M. Jean VUILLERMOZ. - Si on en est là, il faut aussi que l'on puisse s'exprimer sur une explication de vote. Force est de constater que ce qui vient d'être dit n'est pas la juste réalité. A chaque fois qu'il y a surloyer, l'argent en surplus, malheureusement, ne vient pas pour aider à l'amélioration de l'habitat et des cités dans ces quartiers. C'est la première des choses. Deuxièmement, en général, les gens qui sont assujettis aux surloyers sont amenés à réfléchir sur leur situation pour rester ou partir. En général ils partent. Cela va donc à l'encontre de ce qui vient d'être dit, c'est-à-dire que l'on n'assure pas la mixité sociale avec le loyer mais qu'au contraire on la détruit.

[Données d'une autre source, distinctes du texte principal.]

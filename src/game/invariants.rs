//! Match invariants - sanity checks that detect bugs.
//!
//! None of these should ever trigger in a correctly implemented match. If one does, the
//! rules have a bug. The force bound is a sanity check, not a gameplay limit.

use std::collections::BTreeSet;

use crate::game::{Match, MatchResult, PlayerId};

/// Sanity bound: force on a single cell should never exceed this.
pub const SANITY_MAX_FORCE: u32 = 100_000_000;

/// Invariant violation error.
#[derive(Debug, Clone)]
pub struct InvariantViolation {
    /// Description of the violated invariant.
    pub message: String,
}

impl std::fmt::Display for InvariantViolation {
    fn fmt(&self, f: &mut std::fmt::Formatter<'_>) -> std::fmt::Result {
        write!(f, "Invariant violation: {}", self.message)
    }
}

impl std::error::Error for InvariantViolation {}

/// Check all match invariants.
///
/// Returns the violations found, or an empty list if all invariants hold.
#[must_use]
pub fn check_invariants(state: &Match) -> Vec<InvariantViolation> {
    let mut violations = Vec::new();
    let Some(grid) = state.grid() else {
        return violations;
    };
    let roster = state.roster();
    let mut violation = |message: String| violations.push(InvariantViolation { message });

    let mut owners = BTreeSet::new();
    for (id, cell) in grid.iter() {
        if grid.id_at(cell.coord) != Some(id) {
            violation(format!("Cell {id} at {} is not found by its coordinate", cell.coord));
        }
        if cell.force > SANITY_MAX_FORCE {
            violation(format!(
                "Cell {id} has force {} > sanity max {SANITY_MAX_FORCE}",
                cell.force
            ));
        }
        if let Some(owner) = cell.owner {
            owners.insert(owner);
            if !roster.contains(owner) {
                violation(format!("Cell {id} owned by unregistered player {owner}"));
            }
        }
        if let Some(trap_owner) = cell.trap_owner.filter(|&t| !roster.contains(t)) {
            violation(format!("Cell {id} holds a trap of unregistered player {trap_owner}"));
        }
    }

    for player in roster.iter().filter(|p| p.eliminated) {
        if owners.contains(&player.id) {
            let territory = grid.owned_by(player.id).count();
            violation(format!(
                "Eliminated player {} still owns {territory} cells",
                player.id
            ));
        }
        if player.active_skill.is_some() {
            violation(format!("Eliminated player {} still holds a skill", player.id));
        }
    }

    if let Some(MatchResult::Won(signal)) = state.result() {
        let expected: BTreeSet<PlayerId> = [signal.winner_id].into();
        if owners != expected {
            violation(format!(
                "Winner {} is not the sole owner (owners: {owners:?})",
                signal.winner_id
            ));
        }
    }

    violations
}

/// Assert all match invariants hold, panicking if any are violated.
///
/// Only active in debug builds. No-op in release builds.
///
/// # Panics
///
/// Panics with detailed message if any invariant is violated.
#[cfg(debug_assertions)]
pub fn assert_invariants(state: &Match) {
    let violations = check_invariants(state);
    if !violations.is_empty() {
        let messages: Vec<_> = violations.iter().map(|v| v.message.as_str()).collect();
        panic!("Match invariant violations:\n  - {}", messages.join("\n  - "));
    }
}

/// No-op in release builds.
#[cfg(not(debug_assertions))]
pub fn assert_invariants(_state: &Match) {}

#[cfg(test)]
mod tests {
    use super::*;
    use crate::config::MatchConfig;
    use crate::game::{ActionRequest, SimTime, Skill};
    use crate::hex::Coord;

    fn started_match() -> Match {
        let mut m = Match::new(MatchConfig {
            width: 5,
            height: 5,
            max_players: 2,
            ..MatchConfig::default()
        })
        .unwrap();
        m.join(1, "a").unwrap();
        m.join(2, "b").unwrap();
        m.build_grid(SimTime::ZERO).unwrap();
        m
    }

    #[test]
    fn test_fresh_match_passes() {
        let m = Match::new(MatchConfig::default()).unwrap();
        assert!(check_invariants(&m).is_empty());
        assert!(check_invariants(&started_match()).is_empty());
    }

    #[test]
    fn test_eliminated_player_with_skill_detected() {
        let mut m = started_match();
        let player = m.player_mut(2).unwrap();
        player.eliminated = true;
        player.active_skill = Some(Skill::Emp);

        let violations = check_invariants(&m);
        assert_eq!(violations.len(), 2);
        assert!(violations[0].message.contains("still owns 1 cells"));
        assert!(violations[1].message.contains("skill"));
    }

    #[test]
    fn test_force_exactly_at_max_passes() {
        let mut m = started_match();
        m.set_power(1, SANITY_MAX_FORCE - 200);
        m.submit(ActionRequest::at(1, Coord::new(0, 0)), SimTime::ZERO);
        assert_eq!(m.grid().unwrap().cell_at(Coord::new(0, 0)).unwrap().force, SANITY_MAX_FORCE);
        assert!(check_invariants(&m).is_empty());
    }

    #[test]
    fn test_force_one_above_max_fails() {
        let mut m = started_match();
        m.set_power(1, SANITY_MAX_FORCE - 199);
        // The debug assertion inside submit fires on the offending action.
        let result = std::panic::catch_unwind(move || {
            m.submit(ActionRequest::at(1, Coord::new(0, 0)), SimTime::ZERO);
        });
        assert_eq!(result.is_err(), cfg!(debug_assertions));
    }
}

M. David ASSOULINE, adjoint, président. - Donc je crois que ce début de débat est clair.
Qui est pour ce voeu qui demande un débat ?
Qui est contre ?
Qui s'abstient ?
M. Jean VUILLERMOZ. - C'est un voeu qui demande un débat afin de mettre en oeuvre une proposition.

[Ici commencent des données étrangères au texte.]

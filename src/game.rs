//! Game layer for hexconquest.
//!
//! Implements the rules of a match on top of the hex geometry and the map layout:
//! - Grid of cells with owners, force, gold mines, EMP freezes and traps
//! - Starting-cell assignment with bounded retries
//! - Action resolution (reinforce, capture, attack) and the four skills
//! - Elimination and win detection
//! - The [`Match`] authority that ties them together

mod cell;
mod clock;
pub mod combat;
mod cooldown;
mod events;
mod grid;
pub mod invariants;
mod player;
pub mod reach;
mod resolver;
pub mod skills;
mod spawn;
mod state;
mod victory;

pub use cell::{Cell, CellId};
pub use clock::{Clock, ManualClock, MonotonicClock, SimTime};
pub use cooldown::{Cooldowns, CLICK_COOLDOWN};
pub use events::MatchEvent;
pub use grid::{CellChange, GridState, NEUTRAL_FORCE_RANGE};
pub use invariants::{assert_invariants, check_invariants, InvariantViolation};
pub use player::{Player, PlayerId, Roster, Skill, DEFAULT_POWER};
pub use resolver::{resolve, ActionOutcome, Rejection};
pub use spawn::{
    corner_for, spawn_target, try_assign, PendingSpawn, SpawnOutcome, SPAWN_RETRY_INTERVAL,
    SPAWN_TIMEOUT, STARTING_FORCE,
};
pub use state::{ActionRequest, CellRef, Match};
pub use victory::{Evaluation, MatchResult, WinConditionEvaluator, WinSignal};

M. David ASSOULINE, adjoint, président. - Attendez s'il vous plaît ! Je crois que tout le monde sait lire et tout le monde sait sur quoi il vote.
M. Alain LHOSTIS, adjoint. - On a compris que "Les Verts" sont pour les surloyers.
M. David ASSOULINE, adjoint, président. - Qui s'abstient ?
Le voeu est adopté. (2002, V. 46).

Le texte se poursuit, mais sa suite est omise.